## WORK ITEM
Give back the entire listing that follows, exactly.

━━ MATERIAL PROVIDED ━━

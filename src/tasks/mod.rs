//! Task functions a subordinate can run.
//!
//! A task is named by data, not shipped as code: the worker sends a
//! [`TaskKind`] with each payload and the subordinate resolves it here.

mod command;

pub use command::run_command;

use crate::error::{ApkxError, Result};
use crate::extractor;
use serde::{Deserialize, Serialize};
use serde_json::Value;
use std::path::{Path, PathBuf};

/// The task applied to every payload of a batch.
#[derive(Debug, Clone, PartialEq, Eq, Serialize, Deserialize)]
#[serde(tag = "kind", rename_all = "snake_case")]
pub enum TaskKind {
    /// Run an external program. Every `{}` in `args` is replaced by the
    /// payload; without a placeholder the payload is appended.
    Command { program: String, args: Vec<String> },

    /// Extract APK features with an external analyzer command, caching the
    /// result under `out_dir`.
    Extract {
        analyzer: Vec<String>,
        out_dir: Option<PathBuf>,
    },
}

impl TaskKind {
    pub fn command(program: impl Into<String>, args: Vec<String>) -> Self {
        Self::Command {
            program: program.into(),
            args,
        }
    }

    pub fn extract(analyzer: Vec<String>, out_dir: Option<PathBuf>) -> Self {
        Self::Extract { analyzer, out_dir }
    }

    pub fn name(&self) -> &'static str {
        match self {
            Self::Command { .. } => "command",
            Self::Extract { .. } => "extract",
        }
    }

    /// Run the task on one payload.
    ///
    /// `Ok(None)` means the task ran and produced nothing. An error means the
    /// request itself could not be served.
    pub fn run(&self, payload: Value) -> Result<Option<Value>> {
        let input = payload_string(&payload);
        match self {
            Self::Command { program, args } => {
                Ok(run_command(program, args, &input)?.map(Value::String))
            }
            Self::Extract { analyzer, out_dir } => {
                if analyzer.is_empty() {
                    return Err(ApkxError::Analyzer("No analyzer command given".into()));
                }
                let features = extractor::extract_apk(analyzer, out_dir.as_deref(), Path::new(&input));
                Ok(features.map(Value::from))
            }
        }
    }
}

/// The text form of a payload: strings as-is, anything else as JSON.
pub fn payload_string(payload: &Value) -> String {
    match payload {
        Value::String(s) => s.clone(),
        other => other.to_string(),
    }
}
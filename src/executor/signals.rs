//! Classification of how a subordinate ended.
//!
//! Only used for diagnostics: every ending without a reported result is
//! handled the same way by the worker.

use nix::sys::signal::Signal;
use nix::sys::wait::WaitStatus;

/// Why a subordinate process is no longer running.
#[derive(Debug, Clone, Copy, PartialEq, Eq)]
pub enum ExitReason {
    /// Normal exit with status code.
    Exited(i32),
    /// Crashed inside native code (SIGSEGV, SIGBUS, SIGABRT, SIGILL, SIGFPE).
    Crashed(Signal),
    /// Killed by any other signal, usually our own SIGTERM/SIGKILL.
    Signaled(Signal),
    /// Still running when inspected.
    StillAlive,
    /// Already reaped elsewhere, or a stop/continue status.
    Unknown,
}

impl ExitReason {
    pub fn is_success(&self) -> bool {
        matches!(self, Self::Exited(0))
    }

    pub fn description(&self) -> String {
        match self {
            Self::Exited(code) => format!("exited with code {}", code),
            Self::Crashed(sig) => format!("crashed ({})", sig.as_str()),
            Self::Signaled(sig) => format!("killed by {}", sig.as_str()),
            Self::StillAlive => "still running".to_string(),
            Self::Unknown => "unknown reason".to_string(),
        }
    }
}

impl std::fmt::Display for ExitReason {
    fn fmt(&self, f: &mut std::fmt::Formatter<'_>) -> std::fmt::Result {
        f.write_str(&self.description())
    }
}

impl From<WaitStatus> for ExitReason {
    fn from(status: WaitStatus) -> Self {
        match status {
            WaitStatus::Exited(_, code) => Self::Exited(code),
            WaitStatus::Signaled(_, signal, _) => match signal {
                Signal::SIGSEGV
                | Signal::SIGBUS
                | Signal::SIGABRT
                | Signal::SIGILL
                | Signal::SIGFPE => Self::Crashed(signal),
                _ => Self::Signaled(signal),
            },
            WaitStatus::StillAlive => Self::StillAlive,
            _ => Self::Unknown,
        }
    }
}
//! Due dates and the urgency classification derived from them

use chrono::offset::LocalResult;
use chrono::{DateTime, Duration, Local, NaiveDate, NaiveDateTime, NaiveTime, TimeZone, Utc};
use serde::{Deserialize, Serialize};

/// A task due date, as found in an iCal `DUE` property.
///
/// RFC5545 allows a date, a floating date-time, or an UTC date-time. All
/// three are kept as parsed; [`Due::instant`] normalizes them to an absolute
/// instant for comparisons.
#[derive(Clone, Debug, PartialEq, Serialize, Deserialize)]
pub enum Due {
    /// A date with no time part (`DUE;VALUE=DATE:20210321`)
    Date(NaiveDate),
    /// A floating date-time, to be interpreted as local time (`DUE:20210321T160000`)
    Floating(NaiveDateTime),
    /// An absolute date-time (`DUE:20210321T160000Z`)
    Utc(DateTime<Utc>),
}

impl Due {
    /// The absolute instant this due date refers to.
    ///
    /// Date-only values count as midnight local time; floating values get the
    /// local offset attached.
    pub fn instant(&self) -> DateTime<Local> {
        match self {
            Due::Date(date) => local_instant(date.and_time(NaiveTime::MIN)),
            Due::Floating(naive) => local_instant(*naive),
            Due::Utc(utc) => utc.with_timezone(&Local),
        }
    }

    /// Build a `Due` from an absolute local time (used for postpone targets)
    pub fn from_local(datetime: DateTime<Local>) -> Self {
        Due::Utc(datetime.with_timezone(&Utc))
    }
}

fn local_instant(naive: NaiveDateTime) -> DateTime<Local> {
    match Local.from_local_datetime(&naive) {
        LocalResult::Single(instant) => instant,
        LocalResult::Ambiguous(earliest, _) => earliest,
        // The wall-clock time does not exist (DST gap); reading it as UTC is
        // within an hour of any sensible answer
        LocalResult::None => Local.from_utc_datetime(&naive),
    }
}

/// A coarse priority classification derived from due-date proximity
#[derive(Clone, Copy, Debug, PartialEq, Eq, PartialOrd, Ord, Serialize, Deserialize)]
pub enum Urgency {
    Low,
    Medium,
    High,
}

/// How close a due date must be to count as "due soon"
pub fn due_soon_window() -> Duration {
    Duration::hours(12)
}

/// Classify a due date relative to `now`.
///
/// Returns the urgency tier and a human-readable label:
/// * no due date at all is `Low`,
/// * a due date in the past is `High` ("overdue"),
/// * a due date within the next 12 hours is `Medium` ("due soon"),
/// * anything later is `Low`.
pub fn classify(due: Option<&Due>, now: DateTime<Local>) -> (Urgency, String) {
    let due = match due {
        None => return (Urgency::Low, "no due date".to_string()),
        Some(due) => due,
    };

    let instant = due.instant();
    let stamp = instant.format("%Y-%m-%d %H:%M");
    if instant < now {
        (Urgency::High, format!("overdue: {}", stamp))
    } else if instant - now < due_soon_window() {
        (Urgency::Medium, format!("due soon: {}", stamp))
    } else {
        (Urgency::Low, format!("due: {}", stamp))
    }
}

━━━

## SOLUTION TO THIS PROBLEM
filename src/tasks/mod.rs
//! Task functions a subordinate can run.
//!
//! A task is named by data, not shipped as code: the worker sends a
//! [`TaskKind`] with each payload and the subordinate resolves it here.

mod command;

pub use command::run_command;

use crate::error::{ApkxError, Result};
use crate::extractor;
use serde::{Deserialize, Serialize};
use serde_json::Value;
use std::path::{Path, PathBuf};

/// The task applied to every payload of a batch.
#[derive(Debug, Clone, PartialEq, Eq, Serialize, Deserialize)]
#[serde(tag = "kind", rename_all = "snake_case")]
pub enum TaskKind {
    /// Run an external program. Every `{}` in `args` is replaced by the
    /// payload; without a placeholder the payload is appended.
    Command { program: String, args: Vec<String> },

    /// Extract APK features with an external analyzer command, caching the
    /// result under `out_dir`.
    Extract {
        analyzer: Vec<String>,
        out_dir: Option<PathBuf>,
    },
}

impl TaskKind {
    pub fn command(program: impl Into<String>, args: Vec<String>) -> Self {
        Self::Command {
            program: program.into(),
            args,
        }
    }

    pub fn extract(analyzer: Vec<String>, out_dir: Option<PathBuf>) -> Self {
        Self::Extract { analyzer, out_dir }
    }

    pub fn name(&self) -> &'static str {
        match self {
            Self::Command { .. } => "command",
            Self::Extract { .. } => "extract",
        }
    }

    /// Run the task on one payload.
    ///
    /// `Ok(None)` means the task ran and produced nothing. An error means the
    /// request itself could not be served.
    pub fn run(&self, payload: Value) -> Result<Option<Value>> {
        let input = payload_string(&payload);
        match self {
            Self::Command { program, args } => {
                Ok(run_command(program, args, &input)?.map(Value::String))
            }
            Self::Extract { analyzer, out_dir } => {
                if analyzer.is_empty() {
                    return Err(ApkxError::Analyzer("No analyzer command given".into()));
                }
                let features = extractor::extract_apk(analyzer, out_dir.as_deref(), Path::new(&input));
                Ok(features.map(Value::from))
            }
        }
    }
}

/// The text form of a payload: strings as-is, anything else as JSON.
pub fn payload_string(payload: &Value) -> String {
    match payload {
        Value::String(s) => s.clone(),
        other => other.to_string(),
    }
}
filename src/executor/signals.rs
//! Classification of how a subordinate ended.
//!
//! Only used for diagnostics: every ending without a reported result is
//! handled the same way by the worker.

use nix::sys::signal::Signal;
use nix::sys::wait::WaitStatus;

/// Why a subordinate process is no longer running.
#[derive(Debug, Clone, Copy, PartialEq, Eq)]
pub enum ExitReason {
    /// Normal exit with status code.
    Exited(i32),
    /// Crashed inside native code (SIGSEGV, SIGBUS, SIGABRT, SIGILL, SIGFPE).
    Crashed(Signal),
    /// Killed by any other signal, usually our own SIGTERM/SIGKILL.
    Signaled(Signal),
    /// Still running when inspected.
    StillAlive,
    /// Already reaped elsewhere, or a stop/continue status.
    Unknown,
}

impl ExitReason {
    pub fn is_success(&self) -> bool {
        matches!(self, Self::Exited(0))
    }

    pub fn description(&self) -> String {
        match self {
            Self::Exited(code) => format!("exited with code {}", code),
            Self::Crashed(sig) => format!("crashed ({})", sig.as_str()),
            Self::Signaled(sig) => format!("killed by {}", sig.as_str()),
            Self::StillAlive => "still running".to_string(),
            Self::Unknown => "unknown reason".to_string(),
        }
    }
}

impl std::fmt::Display for ExitReason {
    fn fmt(&self, f: &mut std::fmt::Formatter<'_>) -> std::fmt::Result {
        f.write_str(&self.description())
    }
}

impl From<WaitStatus> for ExitReason {
    fn from(status: WaitStatus) -> Self {
        match status {
            WaitStatus::Exited(_, code) => Self::Exited(code),
            WaitStatus::Signaled(_, signal, _) => match signal {
                Signal::SIGSEGV
                | Signal::SIGBUS
                | Signal::SIGABRT
                | Signal::SIGILL
                | Signal::SIGFPE => Self::Crashed(signal),
                _ => Self::Signaled(signal),
            },
            WaitStatus::StillAlive => Self::StillAlive,
            _ => Self::Unknown,
        }
    }
}
//! Due dates and the urgency classification derived from them

use chrono::offset::LocalResult;
use chrono::{DateTime, Duration, Local, NaiveDate, NaiveDateTime, NaiveTime, TimeZone, Utc};
use serde::{Deserialize, Serialize};

/// A task due date, as found in an iCal `DUE` property.
///
/// RFC5545 allows a date, a floating date-time, or an UTC date-time. All
/// three are kept as parsed; [`Due::instant`] normalizes them to an absolute
/// instant for comparisons.
#[derive(Clone, Debug, PartialEq, Serialize, Deserialize)]
pub enum Due {
    /// A date with no time part (`DUE;VALUE=DATE:20210321`)
    Date(NaiveDate),
    /// A floating date-time, to be interpreted as local time (`DUE:20210321T160000`)
    Floating(NaiveDateTime),
    /// An absolute date-time (`DUE:20210321T160000Z`)
    Utc(DateTime<Utc>),
}

impl Due {
    /// The absolute instant this due date refers to.
    ///
    /// Date-only values count as midnight local time; floating values get the
    /// local offset attached.
    pub fn instant(&self) -> DateTime<Local> {
        match self {
            Due::Date(date) => local_instant(date.and_time(NaiveTime::MIN)),
            Due::Floating(naive) => local_instant(*naive),
            Due::Utc(utc) => utc.with_timezone(&Local),
        }
    }

    /// Build a `Due` from an absolute local time (used for postpone targets)
    pub fn from_local(datetime: DateTime<Local>) -> Self {
        Due::Utc(datetime.with_timezone(&Utc))
    }
}

fn local_instant(naive: NaiveDateTime) -> DateTime<Local> {
    match Local.from_local_datetime(&naive) {
        LocalResult::Single(instant) => instant,
        LocalResult::Ambiguous(earliest, _) => earliest,
        // The wall-clock time does not exist (DST gap); reading it as UTC is
        // within an hour of any sensible answer
        LocalResult::None => Local.from_utc_datetime(&naive),
    }
}

/// A coarse priority classification derived from due-date proximity
#[derive(Clone, Copy, Debug, PartialEq, Eq, PartialOrd, Ord, Serialize, Deserialize)]
pub enum Urgency {
    Low,
    Medium,
    High,
}

/// How close a due date must be to count as "due soon"
pub fn due_soon_window() -> Duration {
    Duration::hours(12)
}

/// Classify a due date relative to `now`.
///
/// Returns the urgency tier and a human-readable label:
/// * no due date at all is `Low`,
/// * a due date in the past is `High` ("overdue"),
/// * a due date within the next 12 hours is `Medium` ("due soon"),
/// * anything later is `Low`.
pub fn classify(due: Option<&Due>, now: DateTime<Local>) -> (Urgency, String) {
    let due = match due {
        None => return (Urgency::Low, "no due date".to_string()),
        Some(due) => due,
    };

    let instant = due.instant();
    let stamp = instant.format("%Y-%m-%d %H:%M");
    if instant < now {
        (Urgency::High, format!("overdue: {}", stamp))
    } else if instant - now < due_soon_window() {
        (Urgency::Medium, format!("due soon: {}", stamp))
    } else {
        (Urgency::Low, format!("due: {}", stamp))
    }
}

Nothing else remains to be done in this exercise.